INFORMATION SUPPLIED:
BEGIN
//! Service registry over a revision-tokened document store
//!
//! Reads may be served from a short-lived local cache. Writes never trust
//! the cache: each one re-reads the document, checks the caller's revision,
//! applies the change and writes back with compare-and-swap. Any write
//! invalidates the cache.

use std::sync::Arc;
use std::time::Duration;

use chrono::{DateTime, Utc};
use serde::{Deserialize, Serialize};
use tracing::{debug, info, warn};

use crate::cache::TtlCache;
use crate::config::DEFAULT_READ_CACHE_TTL_MS;
use crate::error::{AppError, StoreError};
use crate::service::service::{Service, ServicePatch};
use crate::store::filter::ServiceFilter;
use crate::store::{DocumentStore, Revision};

const SERVICE: &str = "Service";

/// Serialized form of the whole registry
#[derive(Debug, Clone, Default, PartialEq, Serialize, Deserialize)]
#[serde(rename_all = "camelCase")]
pub struct RegistryDocument {
    #[serde(default)]
    pub services: Vec<Service>,
    #[serde(default, skip_serializing_if = "Option::is_none")]
    pub last_updated: Option<DateTime<Utc>>,
}

impl RegistryDocument {
    /// Parse stored content; empty content is an empty registry
    pub fn parse(content: &str) -> Result<Self, StoreError> {
        if content.trim().is_empty() {
            return Ok(Self::default());
        }
        serde_json::from_str(content).map_err(|e| StoreError::Corrupt(e.to_string()))
    }

    pub fn to_json(&self) -> Result<String, StoreError> {
        serde_json::to_string_pretty(self).map_err(|e| StoreError::Corrupt(e.to_string()))
    }
}

/// Services as of one revision of the document
#[derive(Debug, Clone, PartialEq)]
pub struct Snapshot {
    pub services: Vec<Service>,
    pub revision: Revision,
}

impl Snapshot {
    pub fn find(&self, id: &str) -> Option<&Service> {
        self.services.iter().find(|service| service.id == id)
    }
}

pub struct ServiceRegistry {
    store: Arc<dyn DocumentStore>,
    cache: TtlCache<(), Snapshot>,
}

impl ServiceRegistry {
    pub fn new(store: Arc<dyn DocumentStore>) -> Self {
        Self::with_read_cache_ttl(store, Duration::from_millis(DEFAULT_READ_CACHE_TTL_MS))
    }

    pub fn with_read_cache_ttl(store: Arc<dyn DocumentStore>, ttl: Duration) -> Self {
        Self {
            store,
            cache: TtlCache::new(ttl),
        }
    }

    pub fn backend_name(&self) -> &'static str {
        self.store.backend_name()
    }

    /// Fresh read from the store; the returned revision authorizes a write
    pub async fn snapshot(&self) -> Result<Snapshot, AppError> {
        let document = self.store.read().await?;
        let parsed = RegistryDocument::parse(&document.content)?;
        let snapshot = Snapshot {
            services: parsed.services,
            revision: document.revision,
        };
        self.cache.insert((), snapshot.clone());
        Ok(snapshot)
    }

    /// Cached snapshot when still fresh, otherwise a store read
    async fn cached_snapshot(&self) -> Result<Snapshot, AppError> {
        if let Some(snapshot) = self.cache.get(&()) {
            debug!("Registry read served from cache");
            return Ok(snapshot);
        }
        self.snapshot().await
    }

    pub fn invalidate_cache(&self) {
        self.cache.clear();
    }

    pub async fn find_all(&self, filter: &ServiceFilter) -> Result<Vec<Service>, AppError> {
        let snapshot = self.cached_snapshot().await?;
        Ok(filter.apply(&snapshot.services))
    }

    pub async fn find_by_id(&self, id: &str) -> Result<Option<Service>, AppError> {
        let snapshot = self.cached_snapshot().await?;
        Ok(snapshot.find(id).cloned())
    }

    /// Case-insensitive name lookup
    pub async fn find_by_name(&self, name: &str) -> Result<Option<Service>, AppError> {
        let snapshot = self.cached_snapshot().await?;
        Ok(snapshot
            .services
            .into_iter()
            .find(|service| service.name.eq_ignore_ascii_case(name.trim())))
    }

    /// Insert a new service. Ids and names (case-insensitive) are unique.
    pub async fn save(&self, service: Service, expected: &Revision) -> Result<Revision, AppError> {
        let (_, revision) = self
            .commit(expected, |services| {
                ensure_unique(services, &service, None)?;
                services.push(service);
                Ok(())
            })
            .await?;
        Ok(revision)
    }

    /// Apply a partial update to one service
    pub async fn update(
        &self,
        id: &str,
        patch: ServicePatch,
        expected: &Revision,
    ) -> Result<(Service, Revision), AppError> {
        self.commit(expected, |services| {
            let index = services
                .iter()
                .position(|service| service.id == id)
                .ok_or_else(|| AppError::not_found(SERVICE, id))?;

            let updated = services[index].with_patch(patch, Utc::now());
            ensure_unique(services, &updated, Some(index))?;
            services[index] = updated.clone();
            Ok(updated)
        })
        .await
    }

    /// Replace stored services by id in one write. Services that are no
    /// longer stored are skipped.
    pub async fn save_all(
        &self,
        updated: Vec<Service>,
        expected: &Revision,
    ) -> Result<Revision, AppError> {
        let (_, revision) = self
            .commit(expected, |services| {
                for service in updated {
                    match services.iter_mut().find(|stored| stored.id == service.id) {
                        Some(stored) => *stored = service,
                        None => warn!("Skipping write of removed service {}", service.id),
                    }
                }
                Ok(())
            })
            .await?;
        Ok(revision)
    }

    pub async fn delete(&self, id: &str, expected: &Revision) -> Result<Revision, AppError> {
        let (_, revision) = self
            .commit(expected, |services| {
                let index = services
                    .iter()
                    .position(|service| service.id == id)
                    .ok_or_else(|| AppError::not_found(SERVICE, id))?;
                services.remove(index);
                Ok(())
            })
            .await?;
        Ok(revision)
    }

    /// Read-check-modify-write against the store.
    ///
    /// The document is always re-read; if its revision is not `expected`
    /// nothing is written and the call fails with a conflict.
    async fn commit<T, F>(&self, expected: &Revision, mutate: F) -> Result<(T, Revision), AppError>
    where
        F: FnOnce(&mut Vec<Service>) -> Result<T, AppError>,
    {
        self.invalidate_cache();

        let document = self.store.read().await?;
        if document.revision != *expected {
            warn!(
                "Registry changed since revision {} (now {})",
                expected, document.revision
            );
            return Err(StoreError::conflict(expected.as_str()).into());
        }

        let mut parsed = RegistryDocument::parse(&document.content)?;
        let output = mutate(&mut parsed.services)?;
        parsed.last_updated = Some(Utc::now());

        let result = self.store.write(parsed.to_json()?, expected).await;
        self.invalidate_cache();
        let revision = result?;

        info!(
            "Registry written ({} services) at revision {}",
            parsed.services.len(),
            revision
        );
        Ok((output, revision))
    }
}

fn ensure_unique(
    services: &[Service],
    candidate: &Service,
    skip: Option<usize>,
) -> Result<(), AppError> {
    for (index, existing) in services.iter().enumerate() {
        if Some(index) == skip {
            continue;
        }
        if existing.id == candidate.id {
            return Err(AppError::already_exists(SERVICE, candidate.id.clone()));
        }
        if existing.name.eq_ignore_ascii_case(&candidate.name) {
            return Err(AppError::already_exists(SERVICE, candidate.name.clone()));
        }
    }
    Ok(())
}
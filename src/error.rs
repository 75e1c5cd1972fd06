//! Error types for version parsing, scraping, storage and the use-case layer
//!
//! Error hierarchy:
//! - VersionError: malformed version strings
//! - ScrapingFailure: one failed (service, platform) lookup, isolated to its row
//! - StoreError: backing document store failures, including revision conflicts
//! - ConfigError: invalid configuration or scraper rules
//! - AppError: use-case taxonomy surfaced through the response envelope

use std::any::Any;
use std::fmt;
use std::path::PathBuf;

use serde::Serialize;
use thiserror::Error;

#[derive(Debug, Clone, PartialEq, Eq, Error)]
pub enum VersionError {
    #[error("Invalid version: '{input}'")]
    Invalid { input: String },
}

impl VersionError {
    pub fn invalid(input: impl Into<String>) -> Self {
        VersionError::Invalid {
            input: input.into(),
        }
    }
}

/// What went wrong while scraping a remote version source
#[derive(Debug, Clone, Copy, PartialEq, Eq)]
pub enum ScrapingFailureKind {
    /// Connection, TLS or body read failure
    Transport,
    /// No response within the scraper timeout
    Timeout,
    /// Non-2xx response status
    Status(u16),
    /// Locator or pattern found nothing in the document
    NoMatch,
    /// Extracted text is not a semantic version
    InvalidVersion,
    /// The scraper has no source configured for the platform
    NotConfigured,
}

impl ScrapingFailureKind {
    /// Only transport-level failures are worth another attempt
    pub fn is_retryable(&self) -> bool {
        matches!(
            self,
            ScrapingFailureKind::Transport
                | ScrapingFailureKind::Timeout
                | ScrapingFailureKind::Status(_)
        )
    }
}

impl fmt::Display for ScrapingFailureKind {
    fn fmt(&self, f: &mut fmt::Formatter<'_>) -> fmt::Result {
        match self {
            ScrapingFailureKind::Transport => write!(f, "transport"),
            ScrapingFailureKind::Timeout => write!(f, "timeout"),
            ScrapingFailureKind::Status(code) => write!(f, "HTTP {}", code),
            ScrapingFailureKind::NoMatch => write!(f, "no match"),
            ScrapingFailureKind::InvalidVersion => write!(f, "invalid version"),
            ScrapingFailureKind::NotConfigured => write!(f, "not configured"),
        }
    }
}

/// A failed lookup of the latest version for one (service, platform) pair
#[derive(Debug, Clone, PartialEq, Eq, Error)]
#[error("Scraping failed for {url} ({kind}): {message}")]
pub struct ScrapingFailure {
    pub url: String,
    pub kind: ScrapingFailureKind,
    pub message: String,
}

impl ScrapingFailure {
    pub fn new(
        url: impl Into<String>,
        kind: ScrapingFailureKind,
        message: impl Into<String>,
    ) -> Self {
        Self {
            url: url.into(),
            kind,
            message: message.into(),
        }
    }

    /// Classify a reqwest error as a timeout or a transport failure
    pub fn from_reqwest(url: &str, error: &reqwest::Error) -> Self {
        let kind = if error.is_timeout() {
            ScrapingFailureKind::Timeout
        } else {
            ScrapingFailureKind::Transport
        };
        Self::new(url, kind, error.to_string())
    }
}

#[derive(Debug, Error)]
pub enum StoreError {
    #[error("Revision conflict: document changed since revision '{expected}'")]
    Conflict { expected: String },

    #[error("Database error: {0}")]
    Database(#[from] rusqlite::Error),

    #[error("Network error: {0}")]
    Http(#[from] reqwest::Error),

    #[error("Backend error: {0}")]
    Backend(String),

    #[error("Corrupt document: {0}")]
    Corrupt(String),

    #[error("Failed to acquire store lock")]
    LockPoisoned,
}

impl StoreError {
    pub fn conflict(expected: impl Into<String>) -> Self {
        StoreError::Conflict {
            expected: expected.into(),
        }
    }
}

#[derive(Debug, Error)]
pub enum ConfigError {
    #[error("Failed to read config {path}: {source}")]
    Read {
        path: PathBuf,
        #[source]
        source: std::io::Error,
    },

    #[error("Failed to parse config {path}: {source}")]
    Parse {
        path: PathBuf,
        #[source]
        source: serde_json::Error,
    },

    #[error("Failed to create directory {path}: {source}")]
    CreateDir {
        path: PathBuf,
        #[source]
        source: std::io::Error,
    },

    #[error("Invalid pattern for {service_id}/{platform}: {source}")]
    InvalidPattern {
        service_id: String,
        platform: String,
        #[source]
        source: regex::Error,
    },

    #[error("Failed to build HTTP client: {0}")]
    HttpClient(#[from] reqwest::Error),

    #[error("Failed to open store: {0}")]
    Store(#[from] StoreError),

    #[error("Environment variable {0} is not set")]
    MissingEnv(String),
}

/// Machine-readable error code carried in the response envelope
#[derive(Debug, Clone, Copy, PartialEq, Eq, Serialize)]
#[serde(rename_all = "SCREAMING_SNAKE_CASE")]
pub enum ErrorCode {
    ValidationError,
    NotFound,
    Conflict,
    AlreadyExists,
    ScrapingFailed,
    InternalError,
}

impl ErrorCode {
    pub fn as_str(&self) -> &'static str {
        match self {
            ErrorCode::ValidationError => "VALIDATION_ERROR",
            ErrorCode::NotFound => "NOT_FOUND",
            ErrorCode::Conflict => "CONFLICT",
            ErrorCode::AlreadyExists => "ALREADY_EXISTS",
            ErrorCode::ScrapingFailed => "SCRAPING_FAILED",
            ErrorCode::InternalError => "INTERNAL_ERROR",
        }
    }
}

/// Use-case level error
#[derive(Debug, Error)]
pub enum AppError {
    #[error("Validation failed: {message}")]
    Validation {
        message: String,
        details: Option<serde_json::Value>,
    },

    #[error("{entity} not found: {key}")]
    NotFound { entity: &'static str, key: String },

    #[error("Conflicting write: {0}")]
    Conflict(String),

    #[error("{entity} already exists: {key}")]
    AlreadyExists { entity: &'static str, key: String },

    #[error(transparent)]
    Scraping(#[from] ScrapingFailure),

    #[error(transparent)]
    Store(StoreError),

    #[error("Internal error: {0}")]
    Internal(String),
}

impl AppError {
    pub fn validation(message: impl Into<String>) -> Self {
        AppError::Validation {
            message: message.into(),
            details: None,
        }
    }

    pub fn validation_with(message: impl Into<String>, details: serde_json::Value) -> Self {
        AppError::Validation {
            message: message.into(),
            details: Some(details),
        }
    }

    pub fn not_found(entity: &'static str, key: impl Into<String>) -> Self {
        AppError::NotFound {
            entity,
            key: key.into(),
        }
    }

    pub fn already_exists(entity: &'static str, key: impl Into<String>) -> Self {
        AppError::AlreadyExists {
            entity,
            key: key.into(),
        }
    }

    pub fn code(&self) -> ErrorCode {
        match self {
            AppError::Validation { .. } => ErrorCode::ValidationError,
            AppError::NotFound { .. } => ErrorCode::NotFound,
            AppError::Conflict(_) => ErrorCode::Conflict,
            AppError::AlreadyExists { .. } => ErrorCode::AlreadyExists,
            AppError::Scraping(_) => ErrorCode::ScrapingFailed,
            AppError::Store(_) | AppError::Internal(_) => ErrorCode::InternalError,
        }
    }

    /// Conflicts are the only errors a caller should re-read and resubmit on
    pub fn is_retryable(&self) -> bool {
        matches!(self, AppError::Conflict(_))
    }

    pub fn details(&self) -> Option<serde_json::Value> {
        match self {
            AppError::Validation { details, .. } => details.clone(),
            AppError::Scraping(failure) => Some(serde_json::json!({
                "url": failure.url,
                "kind": failure.kind.to_string(),
            })),
            _ => None,
        }
    }
}

impl From<StoreError> for AppError {
    fn from(error: StoreError) -> Self {
        match error {
            StoreError::Conflict { .. } => AppError::Conflict(error.to_string()),
            other => AppError::Store(other),
        }
    }
}

impl From<VersionError> for AppError {
    fn from(error: VersionError) -> Self {
        AppError::validation(error.to_string())
    }
}

/// Text of a caught panic payload
pub(crate) fn panic_message(panic: &(dyn Any + Send)) -> String {
    if let Some(message) = panic.downcast_ref::<&str>() {
        message.to_string()
    } else if let Some(message) = panic.downcast_ref::<String>() {
        message.clone()
    } else {
        "panicked".to_string()
    }
}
END
REQUIREMENT: Out of the records above, pull each line containing the word "envelope".

FINISHED TASK:
//! - AppError: use-case taxonomy surfaced through the response envelope
/// Machine-readable error code carried in the response envelope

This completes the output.